About this exercise
Note how many lines in the following material mention "bool", then give that number by itself.

Excerpted data

//! User library state with write-through persistence

use std::collections::{HashSet, VecDeque};
use std::sync::Arc;

use tracing::{debug, warn};

use aria_core::{AriaError, KeyValueStore, Playlist, Result, Song};

use crate::keys;

/// Maximum retained recently-played entries
pub const RECENTLY_PLAYED_CAP: usize = 50;

/// Maximum retained recent search terms
pub const RECENT_SEARCHES_CAP: usize = 10;

/// Favorites, playlists, play history, and search history
///
/// All state lives in memory for synchronous reads; every mutation
/// writes through to the backing [`KeyValueStore`]. Persistence
/// failures on mutation are logged and swallowed so a flaky disk never
/// blocks the player, but validation errors (blank names, unknown ids)
/// are returned to the caller.
pub struct LibraryStore {
    store: Arc<dyn KeyValueStore>,
    favorites: HashSet<String>,
    playlists: Vec<Playlist>,
    recently_played: VecDeque<Song>,
    recent_searches: VecDeque<String>,
}

impl LibraryStore {
    /// Create an empty library over the given backend
    pub fn new(store: Arc<dyn KeyValueStore>) -> Self {
        Self {
            store,
            favorites: HashSet::new(),
            playlists: Vec::new(),
            recently_played: VecDeque::new(),
            recent_searches: VecDeque::new(),
        }
    }

    /// Load persisted state from the backend
    ///
    /// Each key degrades independently: a missing or malformed entry
    /// resets that one collection with a warning instead of failing the
    /// whole load.
    pub async fn load(&mut self) -> Result<()> {
        self.favorites = self.load_key(keys::FAVORITES).await;
        self.playlists = self.load_key(keys::PLAYLISTS).await;
        self.recently_played = self.load_key(keys::RECENTLY_PLAYED).await;
        self.recent_searches = self.load_key(keys::RECENT_SEARCHES).await;

        self.recently_played.truncate(RECENTLY_PLAYED_CAP);
        self.recent_searches.truncate(RECENT_SEARCHES_CAP);

        debug!(
            favorites = self.favorites.len(),
            playlists = self.playlists.len(),
            recently_played = self.recently_played.len(),
            "library loaded"
        );
        Ok(())
    }

    async fn load_key<T: serde::de::DeserializeOwned + Default>(&self, key: &str) -> T {
        match self.store.get(key).await {
            Ok(Some(value)) => match serde_json::from_value(value) {
                Ok(parsed) => parsed,
                Err(err) => {
                    warn!(key, error = %err, "persisted entry malformed, resetting");
                    T::default()
                }
            },
            Ok(None) => T::default(),
            Err(err) => {
                warn!(key, error = %err, "failed to read persisted entry");
                T::default()
            }
        }
    }

    async fn persist(&self, key: &str, value: serde_json::Value) {
        if let Err(err) = self.store.set(key, value).await {
            warn!(key, error = %err, "failed to persist library entry");
        }
    }

    /// Flush the backend, making all writes durable
    pub async fn flush(&self) -> Result<()> {
        self.store.flush().await
    }

    // --- Favorites ---

    /// Whether a song is favorited
    pub fn is_favorite(&self, song_id: &str) -> bool {
        self.favorites.contains(song_id)
    }

    /// Toggle a song's favorite status, returning the new status
    pub async fn toggle_favorite(&mut self, song_id: &str) -> bool {
        let favorited = if self.favorites.remove(song_id) {
            false
        } else {
            self.favorites.insert(song_id.to_string());
            true
        };

        let mut ids: Vec<&String> = self.favorites.iter().collect();
        ids.sort();
        self.persist(keys::FAVORITES, serde_json::json!(ids)).await;
        favorited
    }

    /// Favorited song ids
    pub fn favorites(&self) -> &HashSet<String> {
        &self.favorites
    }

    /// Favorited songs that appear in the play history, most recent first
    pub fn liked_songs(&self) -> Vec<&Song> {
        self.recently_played
            .iter()
            .filter(|song| self.favorites.contains(&song.id))
            .collect()
    }

    // --- Playlists ---

    /// All playlists, in creation order
    pub fn playlists(&self) -> &[Playlist] {
        &self.playlists
    }

    /// Look up a playlist by id
    pub fn playlist(&self, id: &str) -> Option<&Playlist> {
        self.playlists.iter().find(|p| p.id == id)
    }

    /// Create a playlist, rejecting blank names
    ///
    /// The name is trimmed before validation and storage.
    pub async fn create_playlist(&mut self, name: &str) -> Result<Playlist> {
        let name = name.trim();
        if name.is_empty() {
            return Err(AriaError::InvalidName(name.to_string()));
        }

        let playlist = Playlist::new(name);
        self.playlists.push(playlist.clone());
        self.persist_playlists().await;
        Ok(playlist)
    }

    /// Rename a playlist, rejecting blank names
    pub async fn rename_playlist(&mut self, id: &str, name: &str) -> Result<()> {
        let name = name.trim();
        if name.is_empty() {
            return Err(AriaError::InvalidName(name.to_string()));
        }

        let playlist = self
            .playlists
            .iter_mut()
            .find(|p| p.id == id)
            .ok_or_else(|| AriaError::not_found("playlist", id))?;
        playlist.name = name.to_string();
        self.persist_playlists().await;
        Ok(())
    }

    /// Delete a playlist
    pub async fn delete_playlist(&mut self, id: &str) -> Result<()> {
        let before = self.playlists.len();
        self.playlists.retain(|p| p.id != id);
        if self.playlists.len() == before {
            return Err(AriaError::not_found("playlist", id));
        }
        self.persist_playlists().await;
        Ok(())
    }

    /// Append a song to a playlist (duplicates allowed)
    pub async fn add_song_to_playlist(&mut self, playlist_id: &str, song_id: &str) -> Result<()> {
        let playlist = self
            .playlists
            .iter_mut()
            .find(|p| p.id == playlist_id)
            .ok_or_else(|| AriaError::not_found("playlist", playlist_id))?;
        playlist.song_ids.push(song_id.to_string());
        self.persist_playlists().await;
        Ok(())
    }

    /// Remove the first occurrence of a song from a playlist
    ///
    /// Removing a song the playlist does not contain is a no-op.
    pub async fn remove_song_from_playlist(
        &mut self,
        playlist_id: &str,
        song_id: &str,
    ) -> Result<()> {
        let playlist = self
            .playlists
            .iter_mut()
            .find(|p| p.id == playlist_id)
            .ok_or_else(|| AriaError::not_found("playlist", playlist_id))?;

        if let Some(pos) = playlist.song_ids.iter().position(|id| id == song_id) {
            playlist.song_ids.remove(pos);
            self.persist_playlists().await;
        }
        Ok(())
    }

    async fn persist_playlists(&self) {
        match serde_json::to_value(&self.playlists) {
            Ok(value) => self.persist(keys::PLAYLISTS, value).await,
            Err(err) => warn!(error = %err, "failed to serialize playlists"),
        }
    }

    // --- Recently played ---

    /// Record a song as played, moving it to the front of history
    ///
    /// History is deduplicated by song id and bounded at
    /// [`RECENTLY_PLAYED_CAP`] entries.
    pub async fn record_recently_played(&mut self, song: Song) {
        self.recently_played.retain(|s| s.id != song.id);
        self.recently_played.push_front(song);
        self.recently_played.truncate(RECENTLY_PLAYED_CAP);

        match serde_json::to_value(&self.recently_played) {
            Ok(value) => self.persist(keys::RECENTLY_PLAYED, value).await,
            Err(err) => warn!(error = %err, "failed to serialize play history"),
        }
    }

    /// Play history, most recent first
    pub fn recently_played(&self) -> &VecDeque<Song> {
        &self.recently_played
    }

    // --- Recent searches ---

    /// Record a search term, deduplicating case-insensitively
    ///
    /// Blank terms are ignored. The newest casing wins and history is
    /// bounded at [`RECENT_SEARCHES_CAP`] entries.
    pub async fn record_search_term(&mut self, term: &str) {
        let term = term.trim();
        if term.is_empty() {
            return;
        }

        let lowered = term.to_lowercase();
        self.recent_searches.retain(|t| t.to_lowercase() != lowered);
        self.recent_searches.push_front(term.to_string());
        self.recent_searches.truncate(RECENT_SEARCHES_CAP);

        let terms: Vec<&String> = self.recent_searches.iter().collect();
        self.persist(keys::RECENT_SEARCHES, serde_json::json!(terms))
            .await;
    }

    /// Search history, most recent first
    pub fn recent_searches(&self) -> &VecDeque<String> {
        &self.recent_searches
    }
}

impl std::fmt::Debug for LibraryStore {
    fn fmt(&self, f: &mut std::fmt::Formatter<'_>) -> std::fmt::Result {
        f.debug_struct("LibraryStore")
            .field("favorites", &self.favorites.len())
            .field("playlists", &self.playlists.len())
            .field("recently_played", &self.recently_played.len())
            .field("recent_searches", &self.recent_searches.len())
            .finish_non_exhaustive()
    }
}
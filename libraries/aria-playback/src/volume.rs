//! Volume control with logarithmic level-to-gain mapping

use serde::{Deserialize, Serialize};

/// Volume state: a 0-100 level plus an independent mute flag
///
/// The level is preserved across mute/unmute, so unmuting restores the
/// exact prior loudness.
#[derive(Debug, Clone, Copy, PartialEq, Serialize, Deserialize)]
pub struct Volume {
    level: u8,
    muted: bool,
}

impl Volume {
    /// Create a volume at the given level, unmuted
    pub fn new(level: u8) -> Self {
        Self {
            level: level.min(100),
            muted: false,
        }
    }

    /// Current level, 0-100
    ///
    /// Reports the stored level even while muted.
    pub fn level(&self) -> u8 {
        self.level
    }

    /// Whether output is muted
    pub fn is_muted(&self) -> bool {
        self.muted
    }

    /// Set the level, clamping to 0-100
    ///
    /// Setting a level while muted unmutes, matching the expectation
    /// that dragging a volume slider produces sound.
    pub fn set_level(&mut self, level: u8) {
        self.level = level.min(100);
        self.muted = false;
    }

    /// Toggle mute without losing the stored level
    pub fn toggle_mute(&mut self) {
        self.muted = !self.muted;
    }

    /// Linear gain factor for the current state
    ///
    /// Maps the 0-100 level onto a -60..0 dB range so the slider feels
    /// perceptually even; level 0 and mute are both full silence.
    pub fn gain(&self) -> f32 {
        if self.muted || self.level == 0 {
            return 0.0;
        }
        let db = (f32::from(self.level) - 100.0) * 0.6;
        10.0_f32.powf(db / 20.0)
    }
}

impl Default for Volume {
    fn default() -> Self {
        Self::new(70)
    }
}
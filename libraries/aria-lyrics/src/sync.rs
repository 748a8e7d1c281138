//! Position-to-line synchronization policies

use std::time::Duration;

use serde::{Deserialize, Serialize};

use crate::parse::{parse_lines, LyricLine};

/// How playhead position maps to an active lyrics line
#[derive(Debug, Clone, Copy, PartialEq, Eq, Serialize, Deserialize)]
#[serde(rename_all = "lowercase")]
pub enum SyncPolicy {
    /// Split the song duration into equal slices, one per line
    ///
    /// Fallback for plain lyrics text with no timing information.
    EvenSplit,

    /// Follow per-line LRC timestamps
    Timestamped,
}

/// Parsed lyrics with a chosen sync policy
#[derive(Debug, Clone, PartialEq)]
pub struct Lyrics {
    lines: Vec<LyricLine>,
    policy: SyncPolicy,
}

impl Lyrics {
    /// Parse raw lyrics text, auto-detecting the sync policy
    ///
    /// If any line carries an LRC timestamp the timestamped lines are
    /// kept (sorted by start time) and untimestamped stragglers are
    /// discarded; otherwise all lines are kept under even-split.
    pub fn parse(raw: &str) -> Self {
        let mut lines = parse_lines(raw);

        if lines.iter().any(|l| l.timestamp.is_some()) {
            lines.retain(|l| l.timestamp.is_some());
            lines.sort_by_key(|l| l.timestamp);
            Self {
                lines,
                policy: SyncPolicy::Timestamped,
            }
        } else {
            Self {
                lines,
                policy: SyncPolicy::EvenSplit,
            }
        }
    }

    /// The parsed lines, in display order
    pub fn lines(&self) -> &[LyricLine] {
        &self.lines
    }

    /// The detected sync policy
    pub fn policy(&self) -> SyncPolicy {
        self.policy
    }

    /// Whether there is anything to display
    pub fn is_empty(&self) -> bool {
        self.lines.is_empty()
    }

    /// Index of the line active at `position`
    ///
    /// Timestamped: the last line whose start time is at or before the
    /// position; `None` before the first line starts. Even-split: the
    /// slice containing the position, clamped to the last line; `None`
    /// when the song duration is unknown or zero.
    pub fn active_line(&self, position: Duration, duration: Option<Duration>) -> Option<usize> {
        if self.lines.is_empty() {
            return None;
        }

        match self.policy {
            SyncPolicy::Timestamped => {
                let mut active = None;
                for (i, line) in self.lines.iter().enumerate() {
                    match line.timestamp {
                        Some(start) if start <= position => active = Some(i),
                        _ => break,
                    }
                }
                active
            }
            SyncPolicy::EvenSplit => {
                let duration = duration.filter(|d| !d.is_zero())?;
                let slice = duration.as_secs_f64() / self.lines.len() as f64;
                let index = (position.as_secs_f64() / slice) as usize;
                Some(index.min(self.lines.len() - 1))
            }
        }
    }
}
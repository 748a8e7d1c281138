//! Lyrics text parsing, with LRC timestamp detection

use std::time::Duration;

use serde::{Deserialize, Serialize};

/// One display line of lyrics
#[derive(Debug, Clone, PartialEq, Serialize, Deserialize)]
#[serde(rename_all = "camelCase")]
pub struct LyricLine {
    /// Line text, trimmed
    pub text: String,

    /// Start time, when the source carried an LRC timestamp
    #[serde(default)]
    pub timestamp: Option<Duration>,
}

/// Parse raw lyrics text into lines
///
/// Blank lines are dropped. Leading LRC tags (`[mm:ss.xx]`) become line
/// timestamps; a line with several tags yields one entry per tag. LRC
/// metadata tags (`[ar:..]`, `[ti:..]`, anything non-temporal) are
/// stripped, which leaves metadata-only lines blank and therefore
/// dropped. Plain text with no tags parses to untimestamped lines.
pub fn parse_lines(raw: &str) -> Vec<LyricLine> {
    let mut lines = Vec::new();

    for raw_line in raw.lines() {
        let mut rest = raw_line.trim();
        let mut stamps = Vec::new();

        while let Some(stripped) = rest.strip_prefix('[') {
            let Some((tag, tail)) = stripped.split_once(']') else {
                break;
            };
            if let Some(stamp) = parse_timestamp(tag) {
                stamps.push(stamp);
            }
            rest = tail.trim_start();
        }

        if rest.is_empty() {
            continue;
        }

        if stamps.is_empty() {
            lines.push(LyricLine {
                text: rest.to_string(),
                timestamp: None,
            });
        } else {
            for stamp in stamps {
                lines.push(LyricLine {
                    text: rest.to_string(),
                    timestamp: Some(stamp),
                });
            }
        }
    }

    lines
}

/// Parse an LRC time tag body: `mm:ss`, `mm:ss.xx`, or `mm:ss.xxx`
fn parse_timestamp(tag: &str) -> Option<Duration> {
    let (minutes, seconds) = tag.split_once(':')?;
    let minutes: u64 = minutes.trim().parse().ok()?;
    let seconds: f64 = seconds.trim().parse().ok()?;
    if !(0.0..60.0).contains(&seconds) {
        return None;
    }
    Some(Duration::from_secs_f64(minutes as f64 * 60.0 + seconds))
}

Solution to the problem
5